A follower of mine on instagram the other day asked me a question, and it’s sat in my mind this entire weekend. Having seen my victories and struggles for years now, she asked me, “is it worth it?” When I asked her what part she was referring to, she replied, “all of it.” My first reaction was swift and instantaneous. Yes. Absolutely. But I know that, deep down, her question wasn’t one asked just in passing. She wanted to understand why and how this lifestyle is worth it.
Some days and weeks are mixed bags of emotions. More and more, I find myself coming up roses, but there are some days like yesterday where balance is nowhere to be found. Perhaps it’s the fact that I stayed up a bit later to enjoy some quality “me” time. Or, perhaps it’s the fact that after a busy Saturday, Sunday was simply bound to be a little harder and a little more taxing. Even on those days though, I don’t have to ask myself – is it worth it? I just know. Yes. Absolutely.
The ice cream for lunch with little beans – just because.
The stretch marks, the loose skin, the body that’s become both foreign and familiar to me in creating our family.

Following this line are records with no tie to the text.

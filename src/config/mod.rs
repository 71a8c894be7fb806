//! Configuration model for langfuse-prompt.
//!
//! This module defines the Config struct that represents `.langfuse-prompt.yaml`.
//! It supports forward-compatible YAML parsing (unknown fields are ignored),
//! defaults for optional fields, environment overrides for the Langfuse
//! connection, and validation of config values.

mod model;
mod operations;

#[cfg(test)]
mod tests;

// Re-export public API
pub use model::{Config, ConfigSource};
pub use operations::{CONFIG_PATH_ENV, DEFAULT_CONFIG_FILE};
//! Implementation of the `fetch` command.

use super::{connect, raw_vars};
use crate::cli::FetchArgs;
use langfuse_prompt::config::Config;
use langfuse_prompt::error::Result;
use langfuse_prompt::langfuse::PromptSource;
use langfuse_prompt::pipeline::{PromptRequest, process_item};
use std::io::Write;

/// Execute the `fetch` command.
pub fn cmd_fetch(args: FetchArgs, config: &Config) -> Result<()> {
    let client = connect(config)?;
    let stdout = std::io::stdout();
    let mut out = stdout.lock();
    fetch_to(args, config, &client, &mut out)
}

fn fetch_to<W: Write>(
    args: FetchArgs,
    config: &Config,
    source: &dyn PromptSource,
    out: &mut W,
) -> Result<()> {
    let request = PromptRequest {
        name: args.name,
        label: args.label.unwrap_or_else(|| config.default_label.clone()),
        vars: raw_vars(&args.vars)?,
        keep_original_on_error: args.keep_original_on_error || config.keep_original_on_error,
    };
    let record = process_item(source, &request)?;

    if args.json {
        serde_json::to_writer_pretty(&mut *out, &record).map_err(std::io::Error::from)?;
        writeln!(out)?;
    } else {
        out.write_all(record.prompt.as_bytes())?;
        if !record.prompt.ends_with('\n') {
            writeln!(out)?;
        }
    }
    out.flush()?;
    Ok(())
}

Parenting three little humans solo while juggling different moods, feelings, needs, wants, and wishes.
Spending Saturday evenings with friends who understand the struggle of doing it alone while missing your solider.
The early morning swim lessons, getting ready for church and school, gymnastics, and more, all while juggling three.
The endless loads of laundry, spit-up, and constant smell of milk hovering around you.
Finding things that have been missing for two moves after you’ve already replaced them.
The anger and frustration of a little one missing his daddy that overflows, causing him to lash out and snap.
Canceling big plans in favor of a simple bike ride with little ones.
Snuggling three little humans on a couch, knowing that we’re on the back half of a long deployment, and it will end.
The days are long here, but the years are short, and that never escapes me. I married Ryan knowing the reality of Army life. It’s tough, but I’m tougher, and I’d do it all again in a heartbeat. I think my point is that it’s never even once entered my mind to think about whether or not it’s worthwhile. Every trial, tribulation, and hardship we’ve faced as a family has been faced together. So, is it worth it?